**Information**:
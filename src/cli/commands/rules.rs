//! `advisor rules` commands.

use anyhow::{Context, Result};
use clap::{Args, Subcommand};

use crate::cli::output::{list_table, output, render_list, truncate, CommandOutput};
use crate::domain::models::{Config, TriggerPoint};
use crate::infrastructure::config::load_component_registry;

#[derive(Args, Debug)]
pub struct RulesArgs {
    #[command(subcommand)]
    pub command: RulesCommands,
}

#[derive(Subcommand, Debug)]
pub enum RulesCommands {
    /// List component rules in evaluation order
    List {
        /// Only rules for this trigger point (after_response, phase_transition, session_complete)
        #[arg(short, long)]
        trigger: Option<String>,
    },
}

#[derive(Debug, serde::Serialize)]
pub struct RuleOutput {
    pub name: String,
    pub trigger: String,
    pub component: String,
    pub priority: i32,
    pub single_use: bool,
    pub text: String,
}

#[derive(Debug, serde::Serialize)]
pub struct RuleListOutput {
    pub rules: Vec<RuleOutput>,
    pub total: usize,
}

impl CommandOutput for RuleListOutput {
    fn to_human(&self) -> String {
        let mut table = list_table(&["trigger", "priority", "name", "component", "once", "text"]);
        for rule in &self.rules {
            table.add_row(vec![
                rule.trigger.clone(),
                rule.priority.to_string(),
                rule.name.clone(),
                rule.component.clone(),
                if rule.single_use { "yes" } else { "" }.to_string(),
                truncate(&rule.text, 40),
            ]);
        }
        render_list("rule", &table, self.total)
    }
}

pub fn execute(args: RulesArgs, config: &Config, json_mode: bool) -> Result<()> {
    let registry = load_component_registry(&config.components)?;

    match args.command {
        RulesCommands::List { trigger } => {
            let triggers = match trigger {
                Some(raw) => vec![raw
                    .parse::<TriggerPoint>()
                    .map_err(anyhow::Error::msg)
                    .context("Invalid --trigger")?],
                None => TriggerPoint::ALL.to_vec(),
            };

            let rules: Vec<RuleOutput> = triggers
                .into_iter()
                .flat_map(|t| registry.rules_for(t).iter())
                .map(|rule| RuleOutput {
                    name: rule.name.clone(),
                    trigger: rule.trigger.to_string(),
                    component: rule.component.to_string(),
                    priority: rule.priority,
                    single_use: registry
                        .policy_for(rule.component)
                        .is_some_and(|p| p.is_single_use()),
                    text: rule.text.clone(),
                })
                .collect();

            let total = rules.len();
            output(&RuleListOutput { rules, total }, json_mode);
        }
    }
    Ok(())
}
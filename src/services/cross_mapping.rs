//! Cross-mapping detector.
//!
//! Flags turns where the user's recent surface complaints point at one
//! category while an earlier, deeper signal points at a category upstream
//! of it (complaining about execution while having described unclear
//! strategy, for instance).

use std::collections::HashMap;

use crate::domain::models::{ConstraintCategory, CrossMapPair, EffectiveState, Phase};

/// Most frequent category in `history`; ties go to the most recent.
pub fn dominant_surface(history: &[ConstraintCategory]) -> Option<ConstraintCategory> {
    let mut counts: HashMap<ConstraintCategory, usize> = HashMap::new();
    for category in history {
        *counts.entry(*category).or_default() += 1;
    }
    history
        .iter()
        .copied()
        .max_by_key(|category| counts.get(category).copied().unwrap_or_default())
}

/// The root category the surface complaints likely mask, if any.
pub fn detect_upstream_constraint(eff: &EffectiveState) -> Option<ConstraintCategory> {
    cross_map_pair(eff).map(|pair| pair.root)
}

/// The `(surface, root)` pair behind a detected mismatch.
pub fn cross_map_pair(eff: &EffectiveState) -> Option<CrossMapPair> {
    let surface = dominant_surface(&eff.surface_history)?;
    let root = eff.root_signal?;
    (root != surface && root.is_upstream_of(surface)).then_some(CrossMapPair { surface, root })
}

/// Whether the engine should redirect this turn.
///
/// Only before a diagnosis is confirmed, only in the exploratory phases,
/// and at most once per distinct pair.
pub fn should_attempt_cross_mapping(eff: &EffectiveState) -> bool {
    if eff.constraint_category.is_some()
        || !(Phase::Diagnostic..=Phase::Hypothesis).contains(&eff.phase)
    {
        return false;
    }
    cross_map_pair(eff).is_some_and(|pair| !eff.cross_map_attempts.contains(&pair))
}
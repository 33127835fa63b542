use super::config::{LogConfig, LogFormat, RotationPolicy};
use anyhow::{Context, Result};
use std::io;
use tracing::Level;
use tracing_appender::non_blocking::WorkerGuard;
use tracing_appender::rolling;
use tracing_subscriber::fmt::format::FmtSpan;
use tracing_subscriber::layer::SubscriberExt;
use tracing_subscriber::util::SubscriberInitExt;
use tracing_subscriber::EnvFilter;

const LOG_FILE_NAME: &str = "advisor.log";

/// Logger implementation using tracing
///
/// Console output goes to stderr so `--json` command output on stdout stays
/// machine-readable.
pub struct LoggerImpl {
    _guard: Option<WorkerGuard>,
}

impl LoggerImpl {
    /// Initialize the global subscriber
    ///
    /// The returned value owns the file writer's guard and must be kept alive
    /// for as long as logs should be flushed.
    pub fn init(config: &LogConfig) -> Result<Self> {
        let default_level = parse_log_level(&config.level)?;
        let env_filter = EnvFilter::builder()
            .with_default_directive(default_level.into())
            .from_env_lossy();

        let (file_layer, guard) = match config.log_dir {
            Some(ref log_dir) => {
                std::fs::create_dir_all(log_dir).with_context(|| {
                    format!("Failed to create log directory {}", log_dir.display())
                })?;
                let file_appender = match config.rotation {
                    RotationPolicy::Daily => rolling::daily(log_dir, LOG_FILE_NAME),
                    RotationPolicy::Hourly => rolling::hourly(log_dir, LOG_FILE_NAME),
                    RotationPolicy::Never => rolling::never(log_dir, LOG_FILE_NAME),
                };
                let (non_blocking_file, guard) = tracing_appender::non_blocking(file_appender);

                // Files are always JSON
                let layer = tracing_subscriber::fmt::layer()
                    .json()
                    .with_writer(non_blocking_file)
                    .with_ansi(false)
                    .with_current_span(true)
                    .with_span_list(true)
                    .with_target(true)
                    .with_thread_ids(true)
                    .with_file(true)
                    .with_line_number(true);
                (Some(layer), Some(guard))
            }
            None => (None, None),
        };

        let (json_layer, pretty_layer) = match config.format {
            LogFormat::Json => (
                Some(
                    tracing_subscriber::fmt::layer()
                        .json()
                        .with_writer(io::stderr)
                        .with_current_span(true)
                        .with_target(true),
                ),
                None,
            ),
            LogFormat::Pretty => (
                None,
                Some(
                    tracing_subscriber::fmt::layer()
                        .pretty()
                        .with_writer(io::stderr)
                        .with_target(true)
                        .with_span_events(FmtSpan::CLOSE),
                ),
            ),
        };

        tracing_subscriber::registry()
            .with(env_filter)
            .with(file_layer)
            .with(json_layer)
            .with(pretty_layer)
            .try_init()
            .context("Failed to install global tracing subscriber")?;

        tracing::debug!(
            level = %config.level,
            format = ?config.format,
            file_output = config.log_dir.is_some(),
            "logger initialized"
        );

        Ok(Self { _guard: guard })
    }
}

/// Parse log level string to Level
fn parse_log_level(level: &str) -> Result<Level> {
    match level.to_lowercase().as_str() {
        "trace" => Ok(Level::TRACE),
        "debug" => Ok(Level::DEBUG),
        "info" => Ok(Level::INFO),
        "warn" => Ok(Level::WARN),
        "error" => Ok(Level::ERROR),
        _ => anyhow::bail!("Invalid log level: {level}"),
    }
}
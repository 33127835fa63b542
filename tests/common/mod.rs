//! Common test utilities for integration tests
//!
//! Shared fixtures and builders used across the integration test files.

#![allow(dead_code)]

use std::sync::Arc;

use constraint_advisor::adapters::{
    InMemoryConversationRepository, OverlayEchoGenerator, ScriptedAnalyzer,
};
use constraint_advisor::application::TurnCoordinator;
use constraint_advisor::domain::models::{
    ConstraintCategory, ConversationState, CoordinatorConfig, Module0Context, Phase,
    UnifiedAnalysis,
};

/// Setup test logging
///
/// Initializes tracing subscriber for test output.
/// Call this at the beginning of tests that need logging.
pub fn setup_test_logging() {
    use tracing_subscriber::fmt;

    let _ = fmt()
        .with_test_writer()
        .with_max_level(tracing::Level::DEBUG)
        .try_init();
}

/// Fresh state placed in `phase`, as if `turns_total` turns had passed.
pub fn state_in(phase: Phase) -> ConversationState {
    let mut state = ConversationState::new(Module0Context::default(), 3);
    state.phase = phase;
    state.turns_total = 5;
    state
}

/// Intake answers for a small business that believes strategy is the issue.
pub fn module0() -> Module0Context {
    Module0Context {
        business_name: "Harbor Bakery".to_string(),
        business_stage: "growth".to_string(),
        stated_challenge: "orders slip and the team is always firefighting".to_string(),
        self_reported_constraint: Some(ConstraintCategory::Strategy),
    }
}

pub fn neutral() -> UnifiedAnalysis {
    UnifiedAnalysis::neutral()
}

pub fn affirms() -> UnifiedAnalysis {
    UnifiedAnalysis {
        affirms_hypothesis: true,
        ..Default::default()
    }
}

pub fn rejects() -> UnifiedAnalysis {
    UnifiedAnalysis {
        rejects_hypothesis: true,
        ..Default::default()
    }
}

pub fn low_effort() -> UnifiedAnalysis {
    UnifiedAnalysis {
        low_effort: true,
        ..Default::default()
    }
}

/// Retry settings that keep conflict tests fast.
pub fn fast_retries(max_commit_retries: u32) -> CoordinatorConfig {
    CoordinatorConfig {
        max_commit_retries,
        initial_backoff_ms: 1,
        max_backoff_ms: 5,
    }
}

/// Coordinator over an in-memory repository replaying `script`.
pub fn in_memory_coordinator(
    script: Vec<UnifiedAnalysis>,
) -> (
    Arc<InMemoryConversationRepository>,
    TurnCoordinator<InMemoryConversationRepository>,
) {
    let repository = Arc::new(InMemoryConversationRepository::new());
    let coordinator = TurnCoordinator::new(
        Arc::clone(&repository),
        Arc::new(ScriptedAnalyzer::new(script)),
        Arc::new(OverlayEchoGenerator),
    )
    .with_config(fast_retries(3));
    (repository, coordinator)
}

**Exercise details**: I need each line of the entries that holds the string "ScriptedAnalyzer" located and copied.

**Task result**:
    InMemoryConversationRepository, OverlayEchoGenerator, ScriptedAnalyzer,
        Arc::new(ScriptedAnalyzer::new(script)),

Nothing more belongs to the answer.